Fouilles du complexe thermal de Jabal Khubthah, à Pétra (Jordanie) | Mission archéologique française de Pétra.

Forteresse naturelle, Pétra occupe une plaine intérieure de 1,5 kilomètre de large sur 1 kilomètre de long. La cité a survécu près de mille ans grâce à trois sources actives toute l’année et une gestion pointue de la distribution de l’eau. Les fouilles récentes révèlent « une ville riche, avec des villas décorées de peintures murales, de stucs, aux sols en marbre, équipées de citernes, de bains privés et de chauffage, qui rappellent celles de Pompéi », note l’architecte Thibaud Fournet (CNRS) de l’Institut français du Proche-Orient, à Amman. Lequel travaille sur le quartier romano-nabatéen « extrêmement luxueux ».
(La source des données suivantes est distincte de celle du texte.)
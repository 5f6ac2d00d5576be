// src/handlers/sales.rs

use axum::{
    extract::{Path, Query, State},
    http::StatusCode,
    response::IntoResponse,
    Json,
};
use chrono::{DateTime, Utc};
use rust_decimal::Decimal;
use serde::Deserialize;
use utoipa::{IntoParams, ToSchema};
use uuid::Uuid;
use validator::Validate;

use crate::{
    common::{
        error::{ApiError, AppError},
        extract::AppJson,
    },
    config::AppState,
    handlers::validation::{check_optional_price, field_error, finish, parse_path_id},
    middleware::i18n::Locale,
    models::sales::{NewSale, Sale, SaleWithProduct},
};

// ---
// Payload: CreateSale
// ---
#[derive(Debug, Deserialize, Validate, ToSchema)]
#[serde(rename_all = "camelCase")]
pub struct CreateSalePayload {
    pub product_id: Uuid,

    #[validate(range(min = 1, code = "quantity_min"))]
    #[schema(example = 2)]
    pub quantity: i32,

    // Opcional: sem ele vale o preço atual do produto
    #[schema(value_type = Option<String>, example = "89.95")]
    pub unit_price: Option<Decimal>,

    // Opcional: só é conferido contra unit_price * quantity
    #[schema(value_type = Option<String>, example = "179.90")]
    pub total_price: Option<Decimal>,
}

impl CreateSalePayload {
    fn validate_all(&self) -> Result<(), AppError> {
        finish(self.validate(), |errors| {
            check_optional_price(errors, "unitPrice", self.unit_price.as_ref());
            check_optional_price(errors, "totalPrice", self.total_price.as_ref());
        })
    }
}

impl From<CreateSalePayload> for NewSale {
    fn from(payload: CreateSalePayload) -> Self {
        NewSale {
            product_id: payload.product_id,
            quantity: payload.quantity,
            unit_price: payload.unit_price,
            total_price: payload.total_price,
        }
    }
}

// ---
// Query: intervalo de datas (RFC 3339, limites inclusivos)
// ---
#[derive(Debug, Deserialize, IntoParams)]
#[into_params(parameter_in = Query)]
pub struct SalesQuery {
    /// Início do intervalo, ex: 2024-05-01T00:00:00Z
    pub from: Option<String>,
    /// Fim do intervalo
    pub to: Option<String>,
}

fn parse_timestamp(field: &'static str, raw: Option<&str>) -> Result<Option<DateTime<Utc>>, AppError> {
    match raw {
        None | Some("") => Ok(None),
        Some(raw) => DateTime::parse_from_rfc3339(raw)
            .map(|dt| Some(dt.with_timezone(&Utc)))
            .map_err(|_| field_error(field, "invalid_timestamp")),
    }
}

// GET /api/sales
#[utoipa::path(
    get,
    path = "/api/sales",
    tag = "Sales",
    params(SalesQuery),
    responses(
        (status = 200, description = "Vendas com o produto (null se removido), mais recentes primeiro", body = Vec<SaleWithProduct>),
        (status = 400, description = "Intervalo de datas inválido")
    )
)]
pub async fn get_all_sales(
    State(app_state): State<AppState>,
    locale: Locale,
    Query(query): Query<SalesQuery>,
) -> Result<impl IntoResponse, ApiError> {
    let to_api = |e: AppError| e.to_api_error(&locale, &app_state.i18n_store);

    let from = parse_timestamp("from", query.from.as_deref()).map_err(to_api)?;
    let to = parse_timestamp("to", query.to.as_deref()).map_err(to_api)?;

    let sales = match (from, to) {
        (None, None) => app_state.sales_service.list_sales(),
        (from, to) => app_state
            .sales_service
            .sales_by_date_range(from, to)
            .map_err(to_api)?,
    };

    Ok((StatusCode::OK, Json(sales)))
}

// GET /api/sales/{id}
#[utoipa::path(
    get,
    path = "/api/sales/{id}",
    tag = "Sales",
    params(("id" = String, Path, description = "ID da venda")),
    responses(
        (status = 200, description = "Venda com o produto", body = SaleWithProduct),
        (status = 404, description = "Venda não encontrada")
    )
)]
pub async fn get_sale(
    State(app_state): State<AppState>,
    locale: Locale,
    Path(id): Path<String>,
) -> Result<impl IntoResponse, ApiError> {
    let sale = parse_path_id(&id, AppError::SaleNotFound)
        .and_then(|id| app_state.sales_service.get_sale(id))
        .map_err(|app_err| app_err.to_api_error(&locale, &app_state.i18n_store))?;

    Ok((StatusCode::OK, Json(sale)))
}

// POST /api/sales
#[utoipa::path(
    post,
    path = "/api/sales",
    tag = "Sales",
    request_body = CreateSalePayload,
    responses(
        (status = 201, description = "Venda registrada; estoque baixado", body = Sale),
        (status = 400, description = "Dados inválidos, estoque insuficiente ou total divergente"),
        (status = 404, description = "Produto não encontrado")
    )
)]
pub async fn create_sale(
    State(app_state): State<AppState>,
    locale: Locale,
    AppJson(payload): AppJson<CreateSalePayload>,
) -> Result<impl IntoResponse, ApiError> {
    payload
        .validate_all()
        .map_err(|e| e.to_api_error(&locale, &app_state.i18n_store))?;

    let sale = app_state
        .stock_service
        .record_sale(payload.into())
        .map_err(|app_err| app_err.to_api_error(&locale, &app_state.i18n_store))?;

    Ok((StatusCode::CREATED, Json(sale)))
}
« C’est la Dubaï de l’époque, avec ses ­palais de marbre italien bâtis par les meilleurs artistes venus d’Alexandrie et d’ailleurs, dans un mélange baroque ­mariant l’Occident et l’Orient, au confort exubérant très m’as-tu-vu, s’emporte ­Thibaud Fournet. Le vocabulaire architectural gréco-romain est enrichi à tous les étages de merlons et peint de toutes les couleurs avec des guirlandes d’or. » Chaque maison possède une pièce spectaculaire articulée autour d’une cour équipée de banquettes. Les Nabatéens prennent leurs repas couchés, comme les Romains qui ont adopté la pratique orientale.
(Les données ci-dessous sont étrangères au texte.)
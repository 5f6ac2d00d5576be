// src/app.rs

use axum::{
    routing::{get, post},
    Router,
};
use utoipa::OpenApi;
use utoipa_swagger_ui::SwaggerUi;

use crate::{config::AppState, docs::ApiDoc, handlers};

/// O router completo, usado pelo binário e pelos testes.
pub fn router(app_state: AppState) -> Router {
    let product_routes = Router::new()
        .route("/"
               ,get(handlers::products::get_all_products)
               .post(handlers::products::create_product)
        )
        .route("/low-stock"
               ,get(handlers::products::get_low_stock_products)
        )
        .route("/{id}"
               ,get(handlers::products::get_product)
               .put(handlers::products::update_product)
               .delete(handlers::products::delete_product)
        );

    let sales_routes = Router::new()
        .route("/"
               ,get(handlers::sales::get_all_sales)
               .post(handlers::sales::create_sale)
        )
        .route("/{id}"
               ,get(handlers::sales::get_sale)
        );

    let stock_routes = Router::new()
        .route("/"
               ,get(handlers::stock_movements::get_stock_movements)
               .post(handlers::stock_movements::create_stock_movement)
        );

    Router::new()
        .route("/api/health", get(|| async { "OK" }))
        .route("/api/dashboard/metrics", get(handlers::dashboard::get_metrics))
        .route("/api/reports", get(handlers::dashboard::get_sales_report))
        .nest("/api/products", product_routes)
        .nest("/api/sales", sales_routes)
        .nest("/api/stock-movements", stock_routes)
        .merge(SwaggerUi::new("/swagger-ui").url("/api-docs/openapi.json", ApiDoc::openapi()))
        .with_state(app_state)
}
Charlène Bouchaud, archéo-botaniste au CNRS, a identifié les graines qui sont à la base de l’alimentation – orge, blé, vigne, olivier, lentilles et pois. Figues, ­grenades et pistaches s’avèrent plus rares, comme les noix et les dattes. Le charbon de bois provient du ­genévrier, du pin et du chêne. Pétra contrôle le commerce Orient-Occident, entre Akaba sur la mer Rouge et le port de Gaza en Méditerranée. Elle assure le transport caravanier des aromates, des épices et du bitume de la mer Rouge. La manne, c’est l’encens, provenant du ­Yémen, qui se vend à prix d’or à Rome, comme en Egypte ou en Mésopotamie. Cette gomme issue de la résine du Boswellia sacra sert aux fumigations dans les temples et aux rituels religieux des divers cultes et civilisations du ­Proche-Orient et de l’Occident.

National Geographic

Depuis 2015, la mission française ­explore un complexe thermal situé à 7 kilomètres au sud, découvert par Léon de Laborde en 1828, au débouché d’une piste caravanière. Précisément au confluent du Wadi Sabra et du Wadi ­Arabah, donnant accès à la fois à la mer Rouge et à la Méditerranée. Les récents relevés de Thibaud Fournet ont identifié un temple avec son téménos (la cour ­sacrée), mais aussi des bains et un théâtre rupestre. Il s’agirait d’un complexe « situé au point d’arrivée des grandes ­caravanes à Pétra, servant aux fêtes religieuses et commerciales des Bédouins, suggère Laurent Tholbecq. Le sanctuaire est un lieu neutre, dans lequel les tribus en conflit peuvent se réunir. En Jordanie, le droit officiel et le droit coutumier perdurent. » En 2018, les prochaines fouilles diront si son utilisation date de l’arrivée d’une garnison au IIIe siècle.